Uparcie brnąłem przed siebie, nie zważając na nic. Starałem się nie zwracać uwagi na tępy ból w moim lewym ramieniu, które sugerowało, iż powinienem się oszczędzać.
Tak zrobię. Ale dopiero, kiedy upewnię się, że Auraya jest bezpieczna. To moja wina, że jest w niebezpieczeństwie.
Szedłem najszybciej, jak tylko mogłem w tym stanie. Wyobrażacie sobie to, że ból był tak natarczywy, iż pomimo moich wielkim prób i chęci nie byłem w stanie biec? To tylko spotęgowało mój strach.
Co prawda, patrząc na to z bardziej ogarniętego punktu widzenia to nic na razie jej nie zagrażało. No bo... w końcu Łowczyni mnie nie znała. Nic o mnie nie wiedziała.
Jednak nie było powiedziane, że nie może się dowiedzieć. Wie już jak wyglądam i co potrafię. A możecie mi wierzyć, to wystarczy Łowcą, aby nas namierzyć.
Kiedy w końcu zaszedłem pod drzwi naszego wspólnego mieszkania miałem wrażenie, że minęły wieki.

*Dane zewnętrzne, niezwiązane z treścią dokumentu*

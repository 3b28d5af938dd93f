//! Clients for OpenAI-compatible `/embeddings` and `/chat/completions`.

use std::time::Duration;

use async_trait::async_trait;
use reqwest::{Client, RequestBuilder, StatusCode};
use serde::{Deserialize, Serialize};

use sopdesk_core::config::{EmbeddingSettings, GenerationSettings};
use sopdesk_core::traits::{Embedder, Generator};
use sopdesk_core::{Error, Result};

/// Output sizes of the hosted embedding models we know about.
pub fn known_model_dim(model: &str) -> Option<usize> {
    match model {
        "text-embedding-ada-002" | "text-embedding-3-small" => Some(1536),
        "text-embedding-3-large" => Some(3072),
        _ => None,
    }
}

fn read_api_key(var: &str) -> Option<String> {
    match std::env::var(var) {
        Ok(key) if !key.trim().is_empty() => Some(key),
        _ => {
            tracing::warn!(env = var, "no API key set; sending unauthenticated requests");
            None
        }
    }
}

fn http_client(timeout_secs: u64) -> std::result::Result<Client, reqwest::Error> {
    Client::builder().timeout(Duration::from_secs(timeout_secs)).build()
}

fn with_auth(request: RequestBuilder, api_key: Option<&str>) -> RequestBuilder {
    match api_key {
        Some(key) => request.bearer_auth(key),
        None => request,
    }
}

fn describe_status(status: StatusCode, body: &str) -> String {
    if status == StatusCode::TOO_MANY_REQUESTS {
        format!("rate limited ({status}): {body}")
    } else {
        format!("HTTP {status}: {body}")
    }
}

#[derive(Serialize)]
struct EmbeddingRequest<'a> {
    model: &'a str,
    input: &'a [String],
}

#[derive(Debug, Deserialize)]
pub struct EmbeddingResponse {
    pub data: Vec<EmbeddingItem>,
}

#[derive(Debug, Deserialize)]
pub struct EmbeddingItem {
    pub index: usize,
    pub embedding: Vec<f32>,
}

/// Put returned vectors back in request order and check the count and
/// dimensionality, so no input is ever silently dropped.
pub fn ordered_embeddings(response: EmbeddingResponse, expected: usize, dim: usize) -> Result<Vec<Vec<f32>>> {
    let mut slots: Vec<Option<Vec<f32>>> = vec![None; expected];
    for item in response.data {
        if item.embedding.len() != dim {
            return Err(Error::Provider(format!(
                "embedding {} has {} dimensions, expected {}",
                item.index,
                item.embedding.len(),
                dim
            )));
        }
        let Some(slot) = slots.get_mut(item.index) else {
            return Err(Error::Provider(format!("embedding index {} out of range", item.index)));
        };
        if slot.is_some() {
            return Err(Error::Provider(format!("duplicate embedding index {}", item.index)));
        }
        *slot = Some(item.embedding);
    }
    slots
        .into_iter()
        .enumerate()
        .map(|(i, slot)| slot.ok_or_else(|| Error::Provider(format!("missing embedding for input {i}"))))
        .collect()
}

pub struct OpenAiEmbedder {
    client: Client,
    base_url: String,
    model: String,
    api_key: Option<String>,
    dim: usize,
    id: String,
}

impl OpenAiEmbedder {
    pub fn from_settings(settings: &EmbeddingSettings) -> Result<Self> {
        let client = http_client(settings.request_timeout_secs).map_err(|e| Error::InvalidConfig(e.to_string()))?;
        let dim = known_model_dim(&settings.model).unwrap_or(settings.dim);
        Ok(Self {
            client,
            base_url: settings.base_url.trim_end_matches('/').to_string(),
            model: settings.model.clone(),
            api_key: read_api_key(&settings.api_key_env),
            dim,
            id: format!("openai:{}:d{}", settings.model, dim),
        })
    }
}

#[async_trait]
impl Embedder for OpenAiEmbedder {
    fn embedder_id(&self) -> &str {
        &self.id
    }

    fn dim(&self) -> usize {
        self.dim
    }

    async fn embed_batch(&self, texts: &[String]) -> Result<Vec<Vec<f32>>> {
        if texts.is_empty() {
            return Ok(Vec::new());
        }
        let url = format!("{}/embeddings", self.base_url);
        let body = EmbeddingRequest { model: &self.model, input: texts };
        let res = with_auth(self.client.post(&url), self.api_key.as_deref())
            .json(&body)
            .send()
            .await
            .map_err(Error::provider)?;

        let status = res.status();
        if !status.is_success() {
            let text = res.text().await.unwrap_or_default();
            return Err(Error::Provider(describe_status(status, &text)));
        }
        let payload: EmbeddingResponse = res.json().await.map_err(Error::provider)?;
        tracing::debug!(inputs = texts.len(), model = %self.model, "embedded batch");
        ordered_embeddings(payload, texts.len(), self.dim)
    }
}

#[derive(Serialize)]
struct ChatMessage<'a> {
    role: &'a str,
    content: &'a str,
}

#[derive(Serialize)]
struct ChatRequest<'a> {
    model: &'a str,
    messages: Vec<ChatMessage<'a>>,
    temperature: f32,
    max_tokens: u32,
}

#[derive(Debug, Deserialize)]
pub struct ChatResponse {
    pub choices: Vec<ChatChoice>,
}

#[derive(Debug, Deserialize)]
pub struct ChatChoice {
    pub message: ChatReply,
}

#[derive(Debug, Deserialize)]
pub struct ChatReply {
    #[serde(default)]
    pub content: Option<String>,
}

pub fn first_choice(response: ChatResponse) -> Result<String> {
    response
        .choices
        .into_iter()
        .next()
        .and_then(|c| c.message.content)
        .ok_or_else(|| Error::Generation("response contained no message content".to_string()))
}

pub struct OpenAiGenerator {
    client: Client,
    base_url: String,
    model: String,
    api_key: Option<String>,
    temperature: f32,
    max_tokens: u32,
}

impl OpenAiGenerator {
    pub fn from_settings(settings: &GenerationSettings) -> Result<Self> {
        let client = http_client(settings.request_timeout_secs).map_err(|e| Error::InvalidConfig(e.to_string()))?;
        Ok(Self {
            client,
            base_url: settings.base_url.trim_end_matches('/').to_string(),
            model: settings.model.clone(),
            api_key: read_api_key(&settings.api_key_env),
            temperature: settings.temperature,
            max_tokens: settings.max_tokens,
        })
    }
}

#[async_trait]
impl Generator for OpenAiGenerator {
    async fn generate(&self, prompt: &str) -> Result<String> {
        let url = format!("{}/chat/completions", self.base_url);
        let body = ChatRequest {
            model: &self.model,
            messages: vec![ChatMessage { role: "user", content: prompt }],
            temperature: self.temperature,
            max_tokens: self.max_tokens,
        };
        let res = with_auth(self.client.post(&url), self.api_key.as_deref())
            .json(&body)
            .send()
            .await
            .map_err(Error::generation)?;

        let status = res.status();
        if !status.is_success() {
            let text = res.text().await.unwrap_or_default();
            return Err(Error::Generation(describe_status(status, &text)));
        }
        let payload: ChatResponse = res.json().await.map_err(Error::generation)?;
        first_choice(payload)
    }
}
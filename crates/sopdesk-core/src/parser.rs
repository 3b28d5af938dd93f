//! Structured output extraction from free-form generator replies.
//!
//! Generators are asked to reply with a single JSON object, but routinely wrap
//! it in prose or code fences. `extract_json_object` finds the first `{` and
//! its matching `}` by depth counting (braces inside JSON strings are ignored)
//! and parses only that span.

use serde_json::{Map, Value};

use crate::error::ParseError;
use crate::types::{normalize_label, CoverageType, Sentiment};

/// A validated coverage reply.
#[derive(Debug, Clone, PartialEq)]
pub struct CoverageAssessment {
    pub coverage_type: CoverageType,
    /// Empty when the generator omitted it.
    pub reason: String,
    /// Any other fields, passed through unvalidated.
    pub extra: Map<String, Value>,
}

pub fn extract_json_object(raw: &str) -> Result<Map<String, Value>, ParseError> {
    let span = object_span(raw)?;
    match serde_json::from_str::<Value>(span) {
        Ok(Value::Object(map)) => Ok(map),
        Ok(other) => Err(ParseError::Json(format!("expected an object, got {other}"))),
        Err(e) => Err(ParseError::Json(e.to_string())),
    }
}

/// Extracts the JSON object and checks `coverage_type` against the fixed set.
pub fn parse_coverage(raw: &str) -> Result<CoverageAssessment, ParseError> {
    let mut object = extract_json_object(raw)?;

    let coverage_type = match object.remove("coverage_type") {
        None | Some(Value::Null) => return Err(ParseError::MissingField("coverage_type")),
        Some(Value::String(label)) => label.parse::<CoverageType>()?,
        Some(other) => return Err(ParseError::UnknownCoverageType(other.to_string())),
    };
    let reason = match object.remove("reason") {
        None | Some(Value::Null) => String::new(),
        Some(Value::String(reason)) => reason,
        Some(other) => other.to_string(),
    };

    Ok(CoverageAssessment { coverage_type, reason, extra: object })
}

/// Reads a bare category label such as `Critical` or `**Needs Attention.**`.
pub fn parse_sentiment_label(raw: &str) -> Result<Sentiment, ParseError> {
    let cleaned = raw.trim().trim_matches(|c: char| matches!(c, '*' | '"' | '\'' | '`' | '.') || c.is_whitespace());
    match normalize_label(cleaned).as_str() {
        "critical" => Ok(Sentiment::Critical),
        "needs attention" => Ok(Sentiment::NeedsAttention),
        "neutral" => Ok(Sentiment::Neutral),
        _ => Err(ParseError::UnknownSentiment(raw.trim().to_string())),
    }
}

fn object_span(raw: &str) -> Result<&str, ParseError> {
    let start = raw.find('{').ok_or(ParseError::NoObject)?;
    let mut depth = 0usize;
    let mut in_string = false;
    let mut escaped = false;

    for (offset, ch) in raw[start..].char_indices() {
        if in_string {
            if escaped {
                escaped = false;
            } else if ch == '\\' {
                escaped = true;
            } else if ch == '"' {
                in_string = false;
            }
            continue;
        }
        match ch {
            '"' => in_string = true,
            '{' => depth += 1,
            '}' => {
                depth -= 1;
                if depth == 0 {
                    return Ok(&raw[start..=start + offset]);
                }
            }
            _ => {}
        }
    }
    Err(ParseError::Unbalanced)
}
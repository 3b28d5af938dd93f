use async_trait::async_trait;

use crate::error::{Error, Result};
use crate::types::{CoverageVerdict, EmailThread, Faq, SentimentRecord};

/// Maps text to fixed-length vectors.
///
/// Implementations must return exactly one vector per input, in input order,
/// all of length `dim()`. Any failure is reported as `Error::Provider`.
#[async_trait]
pub trait Embedder: Send + Sync {
    /// Stable identifier for the provider/model (e.g. `openai:text-embedding-ada-002`).
    fn embedder_id(&self) -> &str;
    fn dim(&self) -> usize;
    async fn embed_batch(&self, texts: &[String]) -> Result<Vec<Vec<f32>>>;

    async fn embed(&self, text: &str) -> Result<Vec<f32>> {
        let mut vectors = self.embed_batch(&[text.to_string()]).await?;
        match (vectors.pop(), vectors.is_empty()) {
            (Some(v), true) => Ok(v),
            _ => Err(Error::Provider("expected exactly one embedding".to_string())),
        }
    }
}

/// Free-text generation. Sampling parameters belong to the implementation's config.
#[async_trait]
pub trait Generator: Send + Sync {
    async fn generate(&self, prompt: &str) -> Result<String>;
}

#[async_trait]
pub trait DocumentStore: Send + Sync {
    /// Raw document bytes, or `Error::NotFound`.
    async fn get_content(&self, document_id: &str) -> Result<Vec<u8>>;
}

#[async_trait]
pub trait FaqStore: Send + Sync {
    async fn list(&self) -> Result<Vec<Faq>>;
}

#[async_trait]
pub trait VerdictStore: Send + Sync {
    /// Upsert: replaces any earlier verdict for the same (faq, document) pair.
    async fn save(&self, verdict: &CoverageVerdict) -> Result<()>;
}

/// Read-only access to support threads.
#[async_trait]
pub trait EmailThreadStore: Send + Sync {
    async fn get_thread(&self, thread_id: &str) -> Result<EmailThread>;
    async fn list_threads(&self) -> Result<Vec<EmailThread>>;
}

#[async_trait]
pub trait SentimentStore: Send + Sync {
    async fn latest(&self, thread_id: &str) -> Result<Option<SentimentRecord>>;
    /// Upsert keyed by thread.
    async fn record(&self, record: &SentimentRecord) -> Result<()>;
}
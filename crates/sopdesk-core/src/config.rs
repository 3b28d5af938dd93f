//! Layered configuration and path helpers.
//!
//! Uses Figment to merge built-in defaults, `config.toml`,
//! `config.<env>.toml` (env from `RUST_ENV`, default `dev`) and `APP_*`
//! environment variables (`__` separates nested keys, e.g.
//! `APP_CHUNKING__CHUNK_SIZE=500`). Provides helpers to expand `~` and
//! `${VAR}` and to resolve relative paths against a known base directory.

use figment::{
    providers::{Env, Format, Serialized, Toml},
    Figment,
};
use serde::{Deserialize, Serialize};
use std::env;
use std::path::{Path, PathBuf};

use crate::chunker::ChunkingConfig;
use crate::error::{Error, Result};
use crate::types::{DistanceMetric, Sentiment};

#[derive(Debug, Clone, Copy, PartialEq, Eq, Default, Serialize, Deserialize)]
#[serde(rename_all = "lowercase")]
pub enum EmbeddingProviderKind {
    /// OpenAI-compatible `/embeddings` endpoint.
    #[default]
    Openai,
    /// Deterministic offline hashing embedder.
    Hash,
}

#[derive(Debug, Clone, PartialEq, Serialize, Deserialize)]
#[serde(default)]
pub struct EmbeddingSettings {
    pub provider: EmbeddingProviderKind,
    pub base_url: String,
    pub model: String,
    /// Name of the environment variable holding the API key.
    pub api_key_env: String,
    pub batch_size: usize,
    /// Embedding requests allowed in flight at once.
    pub max_in_flight: usize,
    /// Only used by the hashing embedder.
    pub dim: usize,
    pub metric: DistanceMetric,
    pub request_timeout_secs: u64,
}

impl Default for EmbeddingSettings {
    fn default() -> Self {
        Self {
            provider: EmbeddingProviderKind::Openai,
            base_url: "https://api.openai.com/v1".to_string(),
            model: "text-embedding-ada-002".to_string(),
            api_key_env: "OPENAI_API_KEY".to_string(),
            batch_size: 64,
            max_in_flight: 4,
            dim: 1024,
            metric: DistanceMetric::L2,
            request_timeout_secs: 60,
        }
    }
}

#[derive(Debug, Clone, PartialEq, Serialize, Deserialize)]
#[serde(default)]
pub struct GenerationSettings {
    pub base_url: String,
    pub model: String,
    pub temperature: f32,
    pub max_tokens: u32,
    pub api_key_env: String,
    pub request_timeout_secs: u64,
}

impl Default for GenerationSettings {
    fn default() -> Self {
        Self {
            base_url: "https://api.openai.com/v1".to_string(),
            model: "gpt-4".to_string(),
            temperature: 0.5,
            max_tokens: 1000,
            api_key_env: "OPENAI_API_KEY".to_string(),
            request_timeout_secs: 120,
        }
    }
}

#[derive(Debug, Clone, PartialEq, Eq, Serialize, Deserialize)]
#[serde(default)]
pub struct RetrievalSettings {
    pub top_k: usize,
}

impl Default for RetrievalSettings {
    fn default() -> Self {
        Self { top_k: 3 }
    }
}

#[derive(Debug, Clone, PartialEq, Eq, Serialize, Deserialize)]
#[serde(default)]
pub struct EvaluationSettings {
    /// FAQ pairs evaluated concurrently. 1 keeps the run sequential.
    pub max_in_flight: usize,
    /// Pairs not finished by this deadline are reported as cancelled.
    pub run_timeout_secs: Option<u64>,
}

impl Default for EvaluationSettings {
    fn default() -> Self {
        Self { max_in_flight: 1, run_timeout_secs: None }
    }
}

#[derive(Debug, Clone, PartialEq, Eq, Serialize, Deserialize)]
#[serde(default)]
pub struct ReplySettings {
    pub sign_off: String,
}

impl Default for ReplySettings {
    fn default() -> Self {
        Self { sign_off: "ABC support".to_string() }
    }
}

#[derive(Debug, Clone, PartialEq, Eq, Serialize, Deserialize)]
#[serde(default)]
pub struct SentimentSettings {
    /// Category recorded when the generator's label cannot be read.
    /// `None` reports the thread as failed instead.
    pub fallback: Option<Sentiment>,
    /// Threads classified more recently than this are skipped.
    pub refresh_after_mins: i64,
}

impl Default for SentimentSettings {
    fn default() -> Self {
        Self { fallback: None, refresh_after_mins: 300 }
    }
}

#[derive(Debug, Clone, PartialEq, Eq, Serialize, Deserialize)]
#[serde(default)]
pub struct StorageSettings {
    pub data_dir: String,
}

impl Default for StorageSettings {
    fn default() -> Self {
        Self { data_dir: "./data".to_string() }
    }
}

/// Largest refresh window a `chrono::Duration` can hold, in minutes.
pub const MAX_REFRESH_AFTER_MINS: i64 = i64::MAX / 60_000;

#[derive(Debug, Clone, Default, PartialEq, Serialize, Deserialize)]
#[serde(default)]
pub struct Settings {
    pub chunking: ChunkingConfig,
    pub embedding: EmbeddingSettings,
    pub generation: GenerationSettings,
    pub retrieval: RetrievalSettings,
    pub evaluation: EvaluationSettings,
    pub reply: ReplySettings,
    pub sentiment: SentimentSettings,
    pub storage: StorageSettings,
}

impl Settings {
    pub fn validate(&self) -> Result<()> {
        self.chunking.validate()?;
        if self.retrieval.top_k == 0 {
            return Err(Error::InvalidConfig("retrieval.top_k must be greater than 0".into()));
        }
        if self.embedding.batch_size == 0 || self.embedding.max_in_flight == 0 {
            return Err(Error::InvalidConfig(
                "embedding.batch_size and embedding.max_in_flight must be greater than 0".into(),
            ));
        }
        if self.evaluation.max_in_flight == 0 {
            return Err(Error::InvalidConfig("evaluation.max_in_flight must be greater than 0".into()));
        }
        if self.embedding.provider == EmbeddingProviderKind::Hash && self.embedding.dim == 0 {
            return Err(Error::InvalidConfig("embedding.dim must be greater than 0".into()));
        }
        if !(0..=MAX_REFRESH_AFTER_MINS).contains(&self.sentiment.refresh_after_mins) {
            return Err(Error::InvalidConfig(format!(
                "sentiment.refresh_after_mins must be between 0 and {MAX_REFRESH_AFTER_MINS}, got {}",
                self.sentiment.refresh_after_mins
            )));
        }
        Ok(())
    }
}

pub struct Config {
    figment: Figment,
}

impl Config {
    /// Load from the current directory.
    pub fn load() -> Result<Self> {
        Self::load_from(Path::new("."))
    }

    pub fn load_from(dir: &Path) -> Result<Self> {
        let env_name = env::var("RUST_ENV").unwrap_or_else(|_| "dev".to_string());

        let mut figment = Figment::from(Serialized::defaults(Settings::default()))
            .merge(Toml::file(dir.join("config.toml")));
        match env_name.as_str() {
            "dev" | "development" => figment = figment.merge(Toml::file(dir.join("config.dev.toml"))),
            "prod" | "production" => figment = figment.merge(Toml::file(dir.join("config.prod.toml"))),
            "test" | "testing" => figment = figment.merge(Toml::file(dir.join("config.test.toml"))),
            _ => {}
        }
        figment = figment.merge(Env::prefixed("APP_").split("__"));

        let config = Self { figment };
        config.settings()?;
        Ok(config)
    }

    pub fn get<T>(&self, key: &str) -> Result<T>
    where
        T: serde::de::DeserializeOwned,
    {
        self.figment
            .extract_inner(key)
            .map_err(|e| Error::InvalidConfig(format!("Failed to get '{}': {}", key, e)))
    }

    /// Typed, validated settings.
    pub fn settings(&self) -> Result<Settings> {
        let settings: Settings = self
            .figment
            .extract()
            .map_err(|e| Error::InvalidConfig(e.to_string()))?;
        settings.validate()?;
        Ok(settings)
    }
}

/// Expand a user-provided path string:
/// - Expands leading '~' to the user's home directory
/// - Expands ${VAR} and $VAR environment variables
/// - Returns a PathBuf without attempting to canonicalize
pub fn expand_path<S: AsRef<str>>(input: S) -> PathBuf {
    let s = input.as_ref();
    let expanded_env = shellexpand::env(s).unwrap_or(std::borrow::Cow::Borrowed(s));
    let expanded = shellexpand::tilde(&expanded_env);
    PathBuf::from(expanded.as_ref())
}

/// Resolve a possibly relative path against a given base directory after expansion.
/// If `p` is absolute, it's returned as-is; otherwise `base.join(p)` is returned.
pub fn resolve_with_base<S: AsRef<str>>(base: &Path, p: S) -> PathBuf {
    let p = expand_path(p);
    if p.is_absolute() { p } else { base.join(p) }
}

Jeszcze nigdy nie spieszyłem się tak powoli. Wparowałem do domu niczym burza i zacząłem przeszukiwać każde pomieszczenie, cal po calu, w poszukiwaniu mojej siostry.
- Auraya! Auraya jesteś tutaj?! Odezwij się! - krzyczałem i krzyczałem, aż moje gardło zaczęło protestować, a jednak odpowiedzi się nie doczekałem.
Możecie sobie wyobrazić moje przerażenie w tym momencie. I nie pomagała myśl, że to normalne, iż nie ma jej w domu. Przecież zawsze wracała późno.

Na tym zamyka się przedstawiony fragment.